Slavery of Puerto Rico

Posted in HISTORY, Latin America with tags , , on March 22, 2010 by Mijiza Zeyzey

Unlike the slave trade in other parts of the world, Puerto Rico did not take part in the importation of captured Africans for forced labor until the eighteenth century. Other parts of the world began as early as the fourteenth century.  At the time the Puerto Rican economy suffered due to restrictions set during the colonization by Spain.

Puerto Rico became a colony of Spain in 1508. Under the Spanish rule they were prohibited from trading with other nations. In 1513, Portuguese traders brought enslaved Africans to the island. The society was poor and in 1530 Spain attempted to export slaves to subsidize the agricultural economy but could not afford the price to develop a sizeable slave population. In the seventeenth century San Juan became a military post. This change coupled with reoccurring revolts by the Africans, caused the effort to support the economy through agriculture to be abandoned.

In 1765, Puerto Rico was made into the main distribution port for African slaves being brought into the Caribbean Islands. Puerto Rico saw a second chance to develop a slave population to build an agricultural economy.

In 1773, the distribution port was moved to Havana, Cuba.  Puerto Rico had already begun to see increased production in coffee, tobacco, and sugar. Spain allowed trade and opened the slave labor dependency in which Puerto Rico used to develop a successful coffee, sugar industry during the early nineteenth century.

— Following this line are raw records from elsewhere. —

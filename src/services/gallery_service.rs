use crate::config::{AppConfig, RuntimeMode};
use crate::database::{init_database, SqliteKeyValueStore};
use crate::error::AppError;
use crate::filesystem::{get_app_data_dir, DiskFilesystem};
use crate::services::blob_service::HttpBlobFetcher;
use photo_gallery::{select_backend, Camera, PhotoGalleryService, RuntimeKind};
use std::path::PathBuf;

/// Resolves the configured runtime mode for this build target
pub fn detect_runtime(mode: RuntimeMode) -> RuntimeKind {
    match mode {
        RuntimeMode::Native => RuntimeKind::Native,
        RuntimeMode::Browser => RuntimeKind::Browser,
        RuntimeMode::Auto => RuntimeKind::from_native_flag(cfg!(target_os = "android")),
    }
}

pub fn data_root(config: &AppConfig) -> PathBuf {
    config.data_dir.clone().unwrap_or_else(get_app_data_dir)
}

/// Wires the SQLite store, disk filesystem and fetcher into a gallery service.
///
/// The returned service is not initialized yet.
pub fn open_gallery(
    config: &AppConfig,
    camera: Box<dyn Camera>,
) -> Result<PhotoGalleryService, AppError> {
    let root = data_root(config);
    let conn = init_database(&root.join(&config.database_file))?;

    let gallery_config = config.gallery_config();
    let kind = detect_runtime(config.runtime);
    log::info!("Opening photo gallery in {:?} ({:?} runtime)", root, kind);

    let backend = select_backend(
        kind,
        Box::new(DiskFilesystem::new(&root)),
        Box::new(HttpBlobFetcher::new()),
        &gallery_config,
    );

    Ok(PhotoGalleryService::new(
        gallery_config,
        backend,
        camera,
        Box::new(SqliteKeyValueStore::new(conn)),
    ))
}

#[cfg(test)]
mod tests {
    use super::*;
    use crate::camera::FileCamera;

    fn config_in(root: &std::path::Path, runtime: RuntimeMode) -> AppConfig {
        AppConfig {
            data_dir: Some(root.to_path_buf()),
            runtime,
            ..AppConfig::default()
        }
    }

    #[test]
    fn test_detect_runtime() {
        assert_eq!(detect_runtime(RuntimeMode::Native), RuntimeKind::Native);
        assert_eq!(detect_runtime(RuntimeMode::Browser), RuntimeKind::Browser);
        #[cfg(not(target_os = "android"))]
        assert_eq!(detect_runtime(RuntimeMode::Auto), RuntimeKind::Browser);
    }

    #[tokio::test]
    async fn test_native_capture_survives_restart() {
        let root = tempfile::tempdir().unwrap();
        let image = root.path().join("camera.jpeg");
        std::fs::write(&image, [0, 0, 0]).unwrap();
        let config = config_in(root.path(), RuntimeMode::Native);

        let mut gallery = open_gallery(&config, Box::new(FileCamera::new(&image))).unwrap();
        gallery.initialize().await.unwrap();
        let photo = gallery.capture().await.unwrap();
        assert!(photo.filepath.starts_with("file://"));
        assert!(photo.filepath.ends_with(".jpeg"));
        drop(gallery);

        let mut reopened = open_gallery(&config, Box::new(FileCamera::new(&image))).unwrap();
        reopened.initialize().await.unwrap();
        assert_eq!(reopened.len(), 1);
        assert_eq!(reopened.photos()[0].filepath, photo.filepath);
        assert_eq!(
            reopened.photos()[0].display_path.as_deref(),
            Some("data:image/jpeg;base64,AAAA")
        );
    }

    #[tokio::test]
    async fn test_browser_capture_keeps_web_path() {
        let root = tempfile::tempdir().unwrap();
        let image = root.path().join("camera.jpeg");
        std::fs::write(&image, [0, 0, 0]).unwrap();
        let config = config_in(root.path(), RuntimeMode::Browser);

        let mut gallery = open_gallery(&config, Box::new(FileCamera::new(&image))).unwrap();
        gallery.initialize().await.unwrap();
        let photo = gallery.capture().await.unwrap();

        let web_path = format!("file://{}", image.canonicalize().unwrap().to_string_lossy());
        assert_eq!(photo.display_path, Some(web_path));
        assert!(!photo.filepath.contains('/'));
        assert!(root.path().join("photos").join(&photo.filepath).exists());

        let mut reopened = open_gallery(&config, Box::new(FileCamera::new(&image))).unwrap();
        reopened.initialize().await.unwrap();
        assert_eq!(reopened.photos(), gallery.photos());
    }
}
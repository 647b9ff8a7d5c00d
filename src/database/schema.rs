use rusqlite::{Connection, Result};

/// Initialize the database schema for the photo-snap app
pub fn init_schema(conn: &Connection) -> Result<()> {
    // Schema version table for future migrations
    conn.execute(
        "CREATE TABLE IF NOT EXISTS schema_version (
            version INTEGER PRIMARY KEY,
            applied_at TEXT NOT NULL DEFAULT CURRENT_TIMESTAMP
        )",
        [],
    )?;

    let current_version: i32 = conn
        .query_row(
            "SELECT version FROM schema_version ORDER BY version DESC LIMIT 1",
            [],
            |row| row.get(0),
        )
        .unwrap_or(0);

    if current_version < 1 {
        create_schema(conn)?;
        conn.execute("INSERT INTO schema_version (version) VALUES (1)", [])?;
    }

    Ok(())
}

/// Version 1: a single string key-value table
fn create_schema(conn: &Connection) -> Result<()> {
    conn.execute(
        "CREATE TABLE IF NOT EXISTS key_value_store (
            key TEXT PRIMARY KEY NOT NULL,
            value TEXT NOT NULL,
            updated_at TEXT NOT NULL DEFAULT CURRENT_TIMESTAMP
        )",
        [],
    )?;

    Ok(())
}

In 1808, Great Britain began an international movement to end the slave trade. Puerto Rico continued slave labor for 150 years before abolishing slavery on March 22, 1873. Today in Puerto Rico, March 22nd is “Abolition Day”. Puerto Rican culture is strongly influenced by African descendants. Spanish spoken in Puerto Rico has many words from the Bozal language that was spoken by the Africans. Bozal is a mixture of Portuguese, Spanish, and a language spoken in the Congo.